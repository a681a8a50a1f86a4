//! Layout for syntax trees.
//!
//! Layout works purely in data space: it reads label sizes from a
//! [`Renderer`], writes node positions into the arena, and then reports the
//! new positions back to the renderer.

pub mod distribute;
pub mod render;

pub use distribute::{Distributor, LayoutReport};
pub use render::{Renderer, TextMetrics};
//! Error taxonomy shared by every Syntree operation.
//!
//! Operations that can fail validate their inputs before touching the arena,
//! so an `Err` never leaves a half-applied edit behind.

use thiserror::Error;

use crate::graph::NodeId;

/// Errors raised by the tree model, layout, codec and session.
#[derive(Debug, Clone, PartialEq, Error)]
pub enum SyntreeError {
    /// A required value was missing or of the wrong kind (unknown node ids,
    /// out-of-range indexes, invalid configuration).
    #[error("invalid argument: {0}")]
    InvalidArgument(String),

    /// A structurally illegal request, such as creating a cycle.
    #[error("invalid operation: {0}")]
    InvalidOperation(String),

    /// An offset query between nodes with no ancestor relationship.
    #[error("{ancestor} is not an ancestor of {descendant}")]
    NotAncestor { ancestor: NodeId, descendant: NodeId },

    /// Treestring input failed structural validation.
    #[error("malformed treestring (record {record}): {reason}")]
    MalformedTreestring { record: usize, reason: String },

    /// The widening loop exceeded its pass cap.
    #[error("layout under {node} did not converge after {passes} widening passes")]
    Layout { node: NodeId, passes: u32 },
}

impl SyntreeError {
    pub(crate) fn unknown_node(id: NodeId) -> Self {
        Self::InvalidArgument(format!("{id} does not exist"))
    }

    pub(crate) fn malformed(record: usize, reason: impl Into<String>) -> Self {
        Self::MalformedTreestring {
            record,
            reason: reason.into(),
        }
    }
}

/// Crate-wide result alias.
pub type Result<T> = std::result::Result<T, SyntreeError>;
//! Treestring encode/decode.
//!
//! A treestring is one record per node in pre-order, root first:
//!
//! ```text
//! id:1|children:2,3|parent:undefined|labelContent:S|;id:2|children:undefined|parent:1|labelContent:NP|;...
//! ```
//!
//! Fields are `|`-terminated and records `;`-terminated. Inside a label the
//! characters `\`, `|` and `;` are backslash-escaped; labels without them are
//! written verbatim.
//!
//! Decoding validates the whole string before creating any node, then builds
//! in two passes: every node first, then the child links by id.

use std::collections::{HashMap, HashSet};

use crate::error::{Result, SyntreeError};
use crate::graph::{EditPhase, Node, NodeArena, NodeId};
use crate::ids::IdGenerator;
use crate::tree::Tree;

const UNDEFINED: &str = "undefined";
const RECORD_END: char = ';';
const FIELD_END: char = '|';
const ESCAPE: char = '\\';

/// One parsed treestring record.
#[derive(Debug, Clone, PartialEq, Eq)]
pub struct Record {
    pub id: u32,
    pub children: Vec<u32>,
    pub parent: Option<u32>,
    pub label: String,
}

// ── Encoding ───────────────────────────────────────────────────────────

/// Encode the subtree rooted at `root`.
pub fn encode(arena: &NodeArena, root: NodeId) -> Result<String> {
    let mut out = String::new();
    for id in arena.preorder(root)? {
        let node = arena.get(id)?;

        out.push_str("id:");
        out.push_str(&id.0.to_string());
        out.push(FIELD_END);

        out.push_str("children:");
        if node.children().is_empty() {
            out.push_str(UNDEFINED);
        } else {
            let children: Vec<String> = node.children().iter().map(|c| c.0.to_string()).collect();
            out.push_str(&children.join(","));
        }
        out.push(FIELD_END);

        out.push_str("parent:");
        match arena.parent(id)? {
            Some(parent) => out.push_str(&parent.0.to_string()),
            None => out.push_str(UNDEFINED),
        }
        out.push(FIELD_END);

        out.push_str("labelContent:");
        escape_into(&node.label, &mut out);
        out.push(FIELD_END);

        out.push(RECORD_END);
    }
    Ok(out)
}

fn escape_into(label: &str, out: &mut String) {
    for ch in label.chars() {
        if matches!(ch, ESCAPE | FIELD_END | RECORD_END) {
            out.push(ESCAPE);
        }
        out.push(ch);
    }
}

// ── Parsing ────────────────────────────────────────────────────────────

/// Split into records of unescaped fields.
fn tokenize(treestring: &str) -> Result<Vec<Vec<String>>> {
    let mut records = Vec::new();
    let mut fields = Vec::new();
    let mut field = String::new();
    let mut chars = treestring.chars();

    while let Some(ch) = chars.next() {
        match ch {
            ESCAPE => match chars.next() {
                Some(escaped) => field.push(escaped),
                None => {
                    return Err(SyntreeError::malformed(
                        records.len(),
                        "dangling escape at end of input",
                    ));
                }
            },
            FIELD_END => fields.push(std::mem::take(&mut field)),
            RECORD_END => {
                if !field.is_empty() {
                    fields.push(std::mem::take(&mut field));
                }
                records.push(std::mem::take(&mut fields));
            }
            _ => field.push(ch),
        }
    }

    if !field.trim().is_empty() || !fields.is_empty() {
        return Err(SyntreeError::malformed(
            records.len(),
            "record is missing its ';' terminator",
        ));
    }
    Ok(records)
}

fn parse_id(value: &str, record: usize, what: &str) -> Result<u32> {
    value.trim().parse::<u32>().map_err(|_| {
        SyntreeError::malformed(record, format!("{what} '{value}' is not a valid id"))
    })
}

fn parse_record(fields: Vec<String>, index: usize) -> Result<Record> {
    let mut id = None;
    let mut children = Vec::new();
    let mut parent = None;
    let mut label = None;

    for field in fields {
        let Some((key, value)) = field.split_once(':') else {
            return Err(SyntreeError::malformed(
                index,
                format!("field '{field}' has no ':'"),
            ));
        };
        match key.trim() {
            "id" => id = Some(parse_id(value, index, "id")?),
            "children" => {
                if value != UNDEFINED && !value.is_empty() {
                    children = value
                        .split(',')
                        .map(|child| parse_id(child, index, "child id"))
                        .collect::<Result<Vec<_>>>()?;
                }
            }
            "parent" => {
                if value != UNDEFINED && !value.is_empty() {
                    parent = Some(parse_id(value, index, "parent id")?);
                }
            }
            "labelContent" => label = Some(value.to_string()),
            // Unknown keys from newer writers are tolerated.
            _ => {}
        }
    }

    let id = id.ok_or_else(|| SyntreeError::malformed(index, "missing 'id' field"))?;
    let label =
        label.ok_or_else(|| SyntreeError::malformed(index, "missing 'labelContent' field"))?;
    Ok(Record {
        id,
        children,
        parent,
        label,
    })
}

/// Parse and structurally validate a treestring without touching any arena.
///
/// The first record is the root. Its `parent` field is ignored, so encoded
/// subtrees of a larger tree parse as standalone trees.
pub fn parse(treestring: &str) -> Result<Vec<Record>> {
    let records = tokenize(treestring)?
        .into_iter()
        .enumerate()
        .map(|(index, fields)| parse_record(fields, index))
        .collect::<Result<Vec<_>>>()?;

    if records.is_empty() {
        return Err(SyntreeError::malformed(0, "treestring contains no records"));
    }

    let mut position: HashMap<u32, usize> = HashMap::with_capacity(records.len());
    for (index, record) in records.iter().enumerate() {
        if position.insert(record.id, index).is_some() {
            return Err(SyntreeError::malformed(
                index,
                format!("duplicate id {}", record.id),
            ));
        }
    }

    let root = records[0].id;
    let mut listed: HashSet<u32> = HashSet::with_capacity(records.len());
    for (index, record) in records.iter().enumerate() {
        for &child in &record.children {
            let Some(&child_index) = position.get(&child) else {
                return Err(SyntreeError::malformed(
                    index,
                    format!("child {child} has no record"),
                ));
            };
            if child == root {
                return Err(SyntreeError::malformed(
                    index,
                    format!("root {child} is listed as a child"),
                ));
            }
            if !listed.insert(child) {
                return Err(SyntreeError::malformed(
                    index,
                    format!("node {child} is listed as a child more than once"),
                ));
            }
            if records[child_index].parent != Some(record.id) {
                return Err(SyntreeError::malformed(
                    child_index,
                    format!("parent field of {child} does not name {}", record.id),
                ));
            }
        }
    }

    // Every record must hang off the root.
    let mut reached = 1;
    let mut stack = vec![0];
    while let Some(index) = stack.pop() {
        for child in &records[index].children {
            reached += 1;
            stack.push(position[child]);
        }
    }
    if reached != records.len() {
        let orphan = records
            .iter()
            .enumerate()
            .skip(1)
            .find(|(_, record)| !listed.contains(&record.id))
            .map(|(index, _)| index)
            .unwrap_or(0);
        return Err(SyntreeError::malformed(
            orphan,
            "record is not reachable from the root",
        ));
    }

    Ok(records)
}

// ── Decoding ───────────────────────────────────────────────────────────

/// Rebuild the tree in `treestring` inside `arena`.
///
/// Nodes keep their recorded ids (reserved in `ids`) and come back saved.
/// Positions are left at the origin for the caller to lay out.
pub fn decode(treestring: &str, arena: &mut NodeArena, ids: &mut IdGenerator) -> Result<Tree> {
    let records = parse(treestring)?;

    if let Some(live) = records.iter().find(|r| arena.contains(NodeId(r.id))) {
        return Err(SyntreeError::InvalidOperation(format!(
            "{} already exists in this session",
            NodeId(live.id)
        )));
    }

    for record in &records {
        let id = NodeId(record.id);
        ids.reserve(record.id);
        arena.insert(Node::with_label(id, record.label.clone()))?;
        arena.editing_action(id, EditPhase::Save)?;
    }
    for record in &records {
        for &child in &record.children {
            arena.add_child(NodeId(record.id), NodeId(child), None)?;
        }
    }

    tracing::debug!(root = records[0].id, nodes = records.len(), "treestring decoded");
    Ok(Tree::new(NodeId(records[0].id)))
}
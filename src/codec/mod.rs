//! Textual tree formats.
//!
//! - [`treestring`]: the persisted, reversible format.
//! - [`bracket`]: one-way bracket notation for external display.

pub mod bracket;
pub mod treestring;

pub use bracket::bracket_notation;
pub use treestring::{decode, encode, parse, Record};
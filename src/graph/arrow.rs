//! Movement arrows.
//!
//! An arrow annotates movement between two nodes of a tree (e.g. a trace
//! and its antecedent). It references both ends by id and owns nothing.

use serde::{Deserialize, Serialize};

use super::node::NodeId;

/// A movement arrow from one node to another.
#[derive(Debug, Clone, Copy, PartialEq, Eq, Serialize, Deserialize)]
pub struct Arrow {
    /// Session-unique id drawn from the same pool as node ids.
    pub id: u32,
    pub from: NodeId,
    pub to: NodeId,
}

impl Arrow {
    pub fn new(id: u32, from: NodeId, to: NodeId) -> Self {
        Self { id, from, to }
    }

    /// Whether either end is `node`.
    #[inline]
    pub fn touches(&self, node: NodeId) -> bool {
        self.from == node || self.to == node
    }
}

• TASK BRIEF: The range runs from the line with "to lay out." up to and including the line with "filename src/graph/arrow.rs" in the listing above; please write out exactly those lines and nothing more.

• SOLVED EXERCISE:
/// Positions are left at the origin for the caller to lay out.
pub fn decode(treestring: &str, arena: &mut NodeArena, ids: &mut IdGenerator) -> Result<Tree> {
    let records = parse(treestring)?;

    if let Some(live) = records.iter().find(|r| arena.contains(NodeId(r.id))) {
        return Err(SyntreeError::InvalidOperation(format!(
            "{} already exists in this session",
            NodeId(live.id)
        )));
    }

    for record in &records {
        let id = NodeId(record.id);
        ids.reserve(record.id);
        arena.insert(Node::with_label(id, record.label.clone()))?;
        arena.editing_action(id, EditPhase::Save)?;
    }
    for record in &records {
        for &child in &record.children {
            arena.add_child(NodeId(record.id), NodeId(child), None)?;
        }
    }

    tracing::debug!(root = records[0].id, nodes = records.len(), "treestring decoded");
    Ok(Tree::new(NodeId(records[0].id)))
}
filename src/codec/mod.rs
//! Textual tree formats.
//!
//! - [`treestring`]: the persisted, reversible format.
//! - [`bracket`]: one-way bracket notation for external display.

pub mod bracket;
pub mod treestring;

pub use bracket::bracket_notation;
pub use treestring::{decode, encode, parse, Record};
filename src/graph/arrow.rs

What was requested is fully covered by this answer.